WORK ORDER: If a line in the entries below includes "Session", show that line.

RECORDS TO PROCESS:

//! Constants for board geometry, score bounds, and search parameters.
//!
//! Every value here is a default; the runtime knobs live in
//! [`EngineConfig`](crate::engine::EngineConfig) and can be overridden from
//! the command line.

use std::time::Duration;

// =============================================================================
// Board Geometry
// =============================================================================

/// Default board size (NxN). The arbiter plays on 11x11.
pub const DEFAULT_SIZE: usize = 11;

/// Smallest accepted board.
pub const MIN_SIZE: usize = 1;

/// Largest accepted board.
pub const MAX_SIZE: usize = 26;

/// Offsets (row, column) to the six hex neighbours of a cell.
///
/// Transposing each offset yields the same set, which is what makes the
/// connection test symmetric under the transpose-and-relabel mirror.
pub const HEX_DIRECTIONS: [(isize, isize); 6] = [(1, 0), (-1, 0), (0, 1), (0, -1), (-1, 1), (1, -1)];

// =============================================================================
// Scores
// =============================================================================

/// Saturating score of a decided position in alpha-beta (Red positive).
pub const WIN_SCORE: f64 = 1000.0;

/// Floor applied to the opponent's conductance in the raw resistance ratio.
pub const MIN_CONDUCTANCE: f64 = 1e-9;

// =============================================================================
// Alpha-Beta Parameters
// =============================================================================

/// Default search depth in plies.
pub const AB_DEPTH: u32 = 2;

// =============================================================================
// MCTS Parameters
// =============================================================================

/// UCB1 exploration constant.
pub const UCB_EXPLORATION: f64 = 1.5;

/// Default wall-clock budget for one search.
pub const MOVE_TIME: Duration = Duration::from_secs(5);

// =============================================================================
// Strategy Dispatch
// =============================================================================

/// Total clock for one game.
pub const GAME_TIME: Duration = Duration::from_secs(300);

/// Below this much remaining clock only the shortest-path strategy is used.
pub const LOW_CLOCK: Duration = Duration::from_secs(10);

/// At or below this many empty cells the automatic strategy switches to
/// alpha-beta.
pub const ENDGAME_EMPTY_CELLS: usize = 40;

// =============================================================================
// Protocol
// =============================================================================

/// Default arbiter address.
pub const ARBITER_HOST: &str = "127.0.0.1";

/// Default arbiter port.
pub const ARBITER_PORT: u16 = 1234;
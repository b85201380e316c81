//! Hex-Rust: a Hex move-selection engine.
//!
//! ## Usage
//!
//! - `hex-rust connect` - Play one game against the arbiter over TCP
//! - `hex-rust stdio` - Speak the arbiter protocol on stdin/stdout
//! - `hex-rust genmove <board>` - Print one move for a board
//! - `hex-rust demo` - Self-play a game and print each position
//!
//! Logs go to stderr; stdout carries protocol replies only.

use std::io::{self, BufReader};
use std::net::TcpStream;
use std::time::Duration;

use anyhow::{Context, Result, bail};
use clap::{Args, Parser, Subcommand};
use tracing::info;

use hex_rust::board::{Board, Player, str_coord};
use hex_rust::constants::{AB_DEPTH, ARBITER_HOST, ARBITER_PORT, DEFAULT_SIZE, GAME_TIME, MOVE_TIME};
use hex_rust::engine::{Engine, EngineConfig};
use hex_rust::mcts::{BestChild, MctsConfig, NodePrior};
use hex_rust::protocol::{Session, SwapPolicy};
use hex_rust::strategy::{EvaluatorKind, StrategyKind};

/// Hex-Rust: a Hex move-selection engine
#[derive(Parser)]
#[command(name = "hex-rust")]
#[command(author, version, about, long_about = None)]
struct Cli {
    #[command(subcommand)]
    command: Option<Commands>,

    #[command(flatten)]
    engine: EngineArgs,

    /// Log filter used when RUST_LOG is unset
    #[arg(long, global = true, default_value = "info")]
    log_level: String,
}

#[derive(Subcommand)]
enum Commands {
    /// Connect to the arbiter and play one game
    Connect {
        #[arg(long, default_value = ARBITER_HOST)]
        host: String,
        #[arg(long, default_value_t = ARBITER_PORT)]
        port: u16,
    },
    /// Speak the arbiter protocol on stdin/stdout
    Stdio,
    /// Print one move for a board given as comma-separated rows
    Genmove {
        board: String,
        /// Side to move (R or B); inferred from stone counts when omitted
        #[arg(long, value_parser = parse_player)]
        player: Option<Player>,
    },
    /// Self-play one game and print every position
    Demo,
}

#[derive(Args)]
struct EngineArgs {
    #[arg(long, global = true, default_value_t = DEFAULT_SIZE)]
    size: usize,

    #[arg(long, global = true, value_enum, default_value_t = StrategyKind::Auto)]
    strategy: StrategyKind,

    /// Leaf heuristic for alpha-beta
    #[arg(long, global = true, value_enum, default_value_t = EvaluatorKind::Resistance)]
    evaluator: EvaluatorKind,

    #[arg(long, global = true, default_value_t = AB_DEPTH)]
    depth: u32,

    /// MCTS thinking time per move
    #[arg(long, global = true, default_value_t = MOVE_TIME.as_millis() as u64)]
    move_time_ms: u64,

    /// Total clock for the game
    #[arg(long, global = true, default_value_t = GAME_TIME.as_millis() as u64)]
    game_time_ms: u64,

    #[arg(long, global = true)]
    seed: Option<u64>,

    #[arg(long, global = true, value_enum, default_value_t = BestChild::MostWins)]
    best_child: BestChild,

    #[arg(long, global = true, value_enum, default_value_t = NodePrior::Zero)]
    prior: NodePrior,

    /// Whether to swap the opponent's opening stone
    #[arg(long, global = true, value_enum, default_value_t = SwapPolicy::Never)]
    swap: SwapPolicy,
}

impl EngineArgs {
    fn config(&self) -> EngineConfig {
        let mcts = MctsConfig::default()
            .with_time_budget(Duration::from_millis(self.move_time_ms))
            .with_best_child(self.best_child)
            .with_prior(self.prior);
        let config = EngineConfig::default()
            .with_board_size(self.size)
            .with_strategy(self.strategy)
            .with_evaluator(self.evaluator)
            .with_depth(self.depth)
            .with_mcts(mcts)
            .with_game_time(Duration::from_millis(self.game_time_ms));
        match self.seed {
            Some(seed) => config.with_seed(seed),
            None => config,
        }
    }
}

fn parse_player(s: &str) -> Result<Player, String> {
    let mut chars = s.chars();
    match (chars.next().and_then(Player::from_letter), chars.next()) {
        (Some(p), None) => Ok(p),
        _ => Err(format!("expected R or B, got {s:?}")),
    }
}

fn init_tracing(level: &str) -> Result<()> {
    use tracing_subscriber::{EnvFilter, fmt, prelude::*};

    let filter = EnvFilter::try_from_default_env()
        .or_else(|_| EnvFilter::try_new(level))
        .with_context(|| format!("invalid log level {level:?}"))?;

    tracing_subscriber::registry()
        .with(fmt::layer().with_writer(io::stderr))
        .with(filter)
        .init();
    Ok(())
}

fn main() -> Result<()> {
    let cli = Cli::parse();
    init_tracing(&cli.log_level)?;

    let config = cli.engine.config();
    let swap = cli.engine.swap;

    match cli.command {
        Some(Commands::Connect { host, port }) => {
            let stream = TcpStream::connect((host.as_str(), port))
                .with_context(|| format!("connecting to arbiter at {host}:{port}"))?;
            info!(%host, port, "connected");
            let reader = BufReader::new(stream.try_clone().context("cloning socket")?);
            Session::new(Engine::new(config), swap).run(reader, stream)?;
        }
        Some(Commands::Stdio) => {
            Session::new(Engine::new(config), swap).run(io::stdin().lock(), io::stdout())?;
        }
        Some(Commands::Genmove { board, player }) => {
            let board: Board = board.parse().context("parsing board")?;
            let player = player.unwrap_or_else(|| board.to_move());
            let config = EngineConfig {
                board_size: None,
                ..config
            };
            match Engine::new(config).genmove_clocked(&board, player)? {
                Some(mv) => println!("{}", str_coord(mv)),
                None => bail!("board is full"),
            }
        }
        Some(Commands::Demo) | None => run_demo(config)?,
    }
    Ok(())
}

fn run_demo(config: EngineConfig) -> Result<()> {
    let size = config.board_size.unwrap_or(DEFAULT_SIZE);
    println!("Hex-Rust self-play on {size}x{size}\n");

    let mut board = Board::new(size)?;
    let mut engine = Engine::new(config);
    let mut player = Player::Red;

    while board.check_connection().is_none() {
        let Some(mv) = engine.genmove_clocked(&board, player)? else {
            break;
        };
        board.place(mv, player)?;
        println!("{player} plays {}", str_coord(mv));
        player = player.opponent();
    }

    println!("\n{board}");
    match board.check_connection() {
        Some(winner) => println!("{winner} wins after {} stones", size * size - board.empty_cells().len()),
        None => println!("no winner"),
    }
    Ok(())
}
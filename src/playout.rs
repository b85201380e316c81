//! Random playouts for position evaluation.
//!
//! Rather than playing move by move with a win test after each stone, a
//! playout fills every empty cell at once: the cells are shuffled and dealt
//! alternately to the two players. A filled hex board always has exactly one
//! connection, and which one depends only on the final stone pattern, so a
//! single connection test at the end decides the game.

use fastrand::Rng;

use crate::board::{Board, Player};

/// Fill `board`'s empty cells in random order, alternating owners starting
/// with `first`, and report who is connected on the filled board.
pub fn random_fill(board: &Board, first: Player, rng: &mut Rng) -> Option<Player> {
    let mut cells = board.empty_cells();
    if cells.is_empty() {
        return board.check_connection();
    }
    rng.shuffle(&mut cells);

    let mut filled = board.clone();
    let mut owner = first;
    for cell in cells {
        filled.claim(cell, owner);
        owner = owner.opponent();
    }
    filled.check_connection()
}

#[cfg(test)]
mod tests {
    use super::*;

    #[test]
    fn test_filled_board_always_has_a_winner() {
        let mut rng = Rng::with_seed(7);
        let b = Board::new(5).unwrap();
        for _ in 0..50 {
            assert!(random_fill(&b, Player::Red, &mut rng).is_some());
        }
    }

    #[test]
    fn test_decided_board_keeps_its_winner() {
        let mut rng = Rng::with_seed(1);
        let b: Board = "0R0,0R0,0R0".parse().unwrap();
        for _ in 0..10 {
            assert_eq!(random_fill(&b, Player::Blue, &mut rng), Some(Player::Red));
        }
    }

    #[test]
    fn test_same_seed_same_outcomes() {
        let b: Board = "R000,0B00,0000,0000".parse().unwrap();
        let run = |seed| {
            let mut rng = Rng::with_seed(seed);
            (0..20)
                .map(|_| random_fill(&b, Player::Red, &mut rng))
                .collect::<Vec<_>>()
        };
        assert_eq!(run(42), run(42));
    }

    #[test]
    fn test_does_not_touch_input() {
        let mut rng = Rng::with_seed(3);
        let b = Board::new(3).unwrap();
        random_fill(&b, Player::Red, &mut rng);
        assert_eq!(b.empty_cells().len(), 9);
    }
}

EXPECTED ANSWER:
use hex_rust::protocol::{Session, SwapPolicy};
            Session::new(Engine::new(config), swap).run(reader, stream)?;
            Session::new(Engine::new(config), swap).run(io::stdin().lock(), io::stdout())?;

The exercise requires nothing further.